• The task
Keep only the lines of the material below that contain the word "struct". Copy those lines.
------
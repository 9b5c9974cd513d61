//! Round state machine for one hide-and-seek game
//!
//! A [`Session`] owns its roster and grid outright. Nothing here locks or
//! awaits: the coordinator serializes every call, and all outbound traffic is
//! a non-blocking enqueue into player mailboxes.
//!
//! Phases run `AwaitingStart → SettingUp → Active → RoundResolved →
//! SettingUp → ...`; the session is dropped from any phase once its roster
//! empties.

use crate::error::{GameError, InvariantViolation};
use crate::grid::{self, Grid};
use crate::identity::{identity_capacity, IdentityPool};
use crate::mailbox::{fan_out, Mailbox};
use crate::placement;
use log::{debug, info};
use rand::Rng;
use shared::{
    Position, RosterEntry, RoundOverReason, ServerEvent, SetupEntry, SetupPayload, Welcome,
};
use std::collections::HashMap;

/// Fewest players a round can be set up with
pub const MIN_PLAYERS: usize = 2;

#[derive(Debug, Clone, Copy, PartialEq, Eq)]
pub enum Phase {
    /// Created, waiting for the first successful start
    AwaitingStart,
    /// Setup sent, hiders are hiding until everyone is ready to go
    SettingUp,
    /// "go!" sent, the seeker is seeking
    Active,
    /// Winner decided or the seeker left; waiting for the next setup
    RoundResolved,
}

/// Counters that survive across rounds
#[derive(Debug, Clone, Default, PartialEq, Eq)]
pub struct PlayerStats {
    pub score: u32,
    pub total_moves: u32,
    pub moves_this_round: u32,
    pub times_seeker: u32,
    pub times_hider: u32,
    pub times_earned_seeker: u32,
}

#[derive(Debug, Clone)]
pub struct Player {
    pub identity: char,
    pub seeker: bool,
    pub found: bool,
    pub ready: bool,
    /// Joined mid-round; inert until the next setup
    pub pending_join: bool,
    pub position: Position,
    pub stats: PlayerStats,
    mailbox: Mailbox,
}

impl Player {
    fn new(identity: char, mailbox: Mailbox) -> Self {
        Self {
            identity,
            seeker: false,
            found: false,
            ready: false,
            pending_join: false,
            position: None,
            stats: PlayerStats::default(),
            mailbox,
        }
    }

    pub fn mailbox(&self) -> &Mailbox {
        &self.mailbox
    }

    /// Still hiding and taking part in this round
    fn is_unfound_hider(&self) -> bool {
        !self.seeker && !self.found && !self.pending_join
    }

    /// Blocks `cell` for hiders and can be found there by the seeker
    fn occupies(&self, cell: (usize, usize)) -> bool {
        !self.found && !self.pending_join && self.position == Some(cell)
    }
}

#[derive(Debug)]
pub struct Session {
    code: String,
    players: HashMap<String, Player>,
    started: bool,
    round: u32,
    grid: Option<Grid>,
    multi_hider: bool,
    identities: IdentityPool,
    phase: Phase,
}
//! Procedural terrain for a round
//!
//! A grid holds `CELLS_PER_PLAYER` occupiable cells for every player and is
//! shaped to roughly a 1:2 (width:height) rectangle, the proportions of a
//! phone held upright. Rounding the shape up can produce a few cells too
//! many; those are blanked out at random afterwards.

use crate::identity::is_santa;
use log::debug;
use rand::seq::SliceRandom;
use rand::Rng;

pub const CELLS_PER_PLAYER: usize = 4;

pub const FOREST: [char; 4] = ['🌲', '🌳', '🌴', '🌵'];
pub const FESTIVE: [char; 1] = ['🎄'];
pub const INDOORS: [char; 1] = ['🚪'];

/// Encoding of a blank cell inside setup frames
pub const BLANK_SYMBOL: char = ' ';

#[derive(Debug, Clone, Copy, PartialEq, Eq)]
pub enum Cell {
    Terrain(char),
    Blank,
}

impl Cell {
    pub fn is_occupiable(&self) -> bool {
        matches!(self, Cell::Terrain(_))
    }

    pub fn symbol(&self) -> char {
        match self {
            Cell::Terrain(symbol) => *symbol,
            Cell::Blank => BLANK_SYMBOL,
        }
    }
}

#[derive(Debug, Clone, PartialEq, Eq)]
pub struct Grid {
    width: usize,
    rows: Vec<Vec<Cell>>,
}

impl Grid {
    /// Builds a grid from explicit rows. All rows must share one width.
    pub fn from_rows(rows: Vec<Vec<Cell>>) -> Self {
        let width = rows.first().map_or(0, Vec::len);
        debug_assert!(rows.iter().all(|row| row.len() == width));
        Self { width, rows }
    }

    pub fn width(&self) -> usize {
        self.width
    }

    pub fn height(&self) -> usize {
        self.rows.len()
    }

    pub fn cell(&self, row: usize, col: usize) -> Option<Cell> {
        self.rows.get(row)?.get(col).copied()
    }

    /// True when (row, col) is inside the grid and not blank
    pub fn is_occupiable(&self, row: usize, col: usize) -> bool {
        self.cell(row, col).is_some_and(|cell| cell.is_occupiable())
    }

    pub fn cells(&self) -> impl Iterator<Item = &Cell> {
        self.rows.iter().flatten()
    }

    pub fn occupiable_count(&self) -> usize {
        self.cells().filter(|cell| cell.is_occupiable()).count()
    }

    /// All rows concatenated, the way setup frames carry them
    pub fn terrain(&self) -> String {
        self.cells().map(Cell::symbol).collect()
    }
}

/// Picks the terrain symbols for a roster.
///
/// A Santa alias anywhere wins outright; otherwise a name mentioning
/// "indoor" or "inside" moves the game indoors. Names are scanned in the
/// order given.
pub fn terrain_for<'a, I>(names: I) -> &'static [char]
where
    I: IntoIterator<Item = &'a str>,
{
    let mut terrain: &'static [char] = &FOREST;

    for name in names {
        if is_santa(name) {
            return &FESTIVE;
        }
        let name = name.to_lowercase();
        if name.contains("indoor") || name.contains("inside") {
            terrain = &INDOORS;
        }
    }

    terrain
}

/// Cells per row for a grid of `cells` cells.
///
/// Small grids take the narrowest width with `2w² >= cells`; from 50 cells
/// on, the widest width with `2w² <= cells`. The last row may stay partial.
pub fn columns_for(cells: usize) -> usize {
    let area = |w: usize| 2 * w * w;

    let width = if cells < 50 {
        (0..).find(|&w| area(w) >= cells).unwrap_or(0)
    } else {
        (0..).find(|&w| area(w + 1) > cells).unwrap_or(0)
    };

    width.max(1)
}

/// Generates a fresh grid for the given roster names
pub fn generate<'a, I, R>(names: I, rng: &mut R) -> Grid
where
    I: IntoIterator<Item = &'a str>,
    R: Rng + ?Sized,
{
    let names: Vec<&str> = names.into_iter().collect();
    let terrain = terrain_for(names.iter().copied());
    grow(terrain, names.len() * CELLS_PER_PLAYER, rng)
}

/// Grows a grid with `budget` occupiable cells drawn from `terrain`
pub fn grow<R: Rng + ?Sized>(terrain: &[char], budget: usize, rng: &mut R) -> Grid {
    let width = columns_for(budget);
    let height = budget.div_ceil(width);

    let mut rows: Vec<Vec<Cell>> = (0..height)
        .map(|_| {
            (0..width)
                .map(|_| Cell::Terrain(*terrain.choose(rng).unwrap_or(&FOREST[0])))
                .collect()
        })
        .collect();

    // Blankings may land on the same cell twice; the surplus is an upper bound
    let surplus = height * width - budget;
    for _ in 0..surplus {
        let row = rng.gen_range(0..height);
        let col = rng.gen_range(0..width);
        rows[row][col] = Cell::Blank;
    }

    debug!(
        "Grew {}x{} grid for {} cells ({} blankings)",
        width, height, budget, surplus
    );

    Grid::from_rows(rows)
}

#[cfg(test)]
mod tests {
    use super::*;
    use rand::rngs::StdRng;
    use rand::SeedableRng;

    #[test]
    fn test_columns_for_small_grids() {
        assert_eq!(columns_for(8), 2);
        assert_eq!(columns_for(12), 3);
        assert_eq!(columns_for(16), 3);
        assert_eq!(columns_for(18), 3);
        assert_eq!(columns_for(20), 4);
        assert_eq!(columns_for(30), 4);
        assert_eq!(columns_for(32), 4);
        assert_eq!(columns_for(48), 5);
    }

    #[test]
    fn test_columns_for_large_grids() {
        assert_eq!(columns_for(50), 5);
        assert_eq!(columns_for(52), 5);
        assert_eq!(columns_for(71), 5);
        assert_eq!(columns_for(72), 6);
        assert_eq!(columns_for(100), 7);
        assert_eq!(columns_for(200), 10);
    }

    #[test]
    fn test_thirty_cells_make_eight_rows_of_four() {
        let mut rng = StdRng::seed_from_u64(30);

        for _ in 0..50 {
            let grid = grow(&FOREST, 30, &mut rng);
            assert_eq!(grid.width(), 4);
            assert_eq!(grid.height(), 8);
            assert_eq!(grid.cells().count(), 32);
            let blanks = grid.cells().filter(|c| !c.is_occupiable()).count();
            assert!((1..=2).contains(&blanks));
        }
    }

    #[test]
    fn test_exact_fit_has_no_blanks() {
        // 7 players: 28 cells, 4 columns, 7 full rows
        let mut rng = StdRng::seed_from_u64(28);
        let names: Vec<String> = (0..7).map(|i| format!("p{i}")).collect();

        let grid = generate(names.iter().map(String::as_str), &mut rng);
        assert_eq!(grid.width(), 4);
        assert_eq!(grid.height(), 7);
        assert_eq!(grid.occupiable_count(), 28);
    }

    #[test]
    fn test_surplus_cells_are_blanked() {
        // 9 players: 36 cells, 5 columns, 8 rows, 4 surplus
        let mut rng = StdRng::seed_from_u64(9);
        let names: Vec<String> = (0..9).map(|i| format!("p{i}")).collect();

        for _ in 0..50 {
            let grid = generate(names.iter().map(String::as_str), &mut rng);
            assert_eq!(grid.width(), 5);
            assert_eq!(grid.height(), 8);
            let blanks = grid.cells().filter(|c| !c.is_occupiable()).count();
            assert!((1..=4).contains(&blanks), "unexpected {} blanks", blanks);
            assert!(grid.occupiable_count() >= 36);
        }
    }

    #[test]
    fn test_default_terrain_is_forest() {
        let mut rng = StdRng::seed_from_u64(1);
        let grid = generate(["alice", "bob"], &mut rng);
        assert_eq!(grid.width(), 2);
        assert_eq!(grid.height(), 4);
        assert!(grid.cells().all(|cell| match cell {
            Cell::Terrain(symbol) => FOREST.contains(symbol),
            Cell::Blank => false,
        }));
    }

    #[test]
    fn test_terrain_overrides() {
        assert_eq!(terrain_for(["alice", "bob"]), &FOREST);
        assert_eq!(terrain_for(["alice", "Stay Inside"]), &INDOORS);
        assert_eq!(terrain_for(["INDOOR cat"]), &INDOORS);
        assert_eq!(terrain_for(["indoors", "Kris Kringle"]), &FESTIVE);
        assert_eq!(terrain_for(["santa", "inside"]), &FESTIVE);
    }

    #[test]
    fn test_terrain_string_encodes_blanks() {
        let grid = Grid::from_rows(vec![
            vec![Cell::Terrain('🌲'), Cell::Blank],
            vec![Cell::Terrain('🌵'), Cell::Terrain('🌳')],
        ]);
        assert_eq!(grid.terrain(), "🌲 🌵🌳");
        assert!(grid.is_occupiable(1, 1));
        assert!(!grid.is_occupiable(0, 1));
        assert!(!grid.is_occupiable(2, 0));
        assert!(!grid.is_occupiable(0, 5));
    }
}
------
• Result below
pub struct PlayerStats {
pub struct Player {
pub struct Session {
pub struct Grid {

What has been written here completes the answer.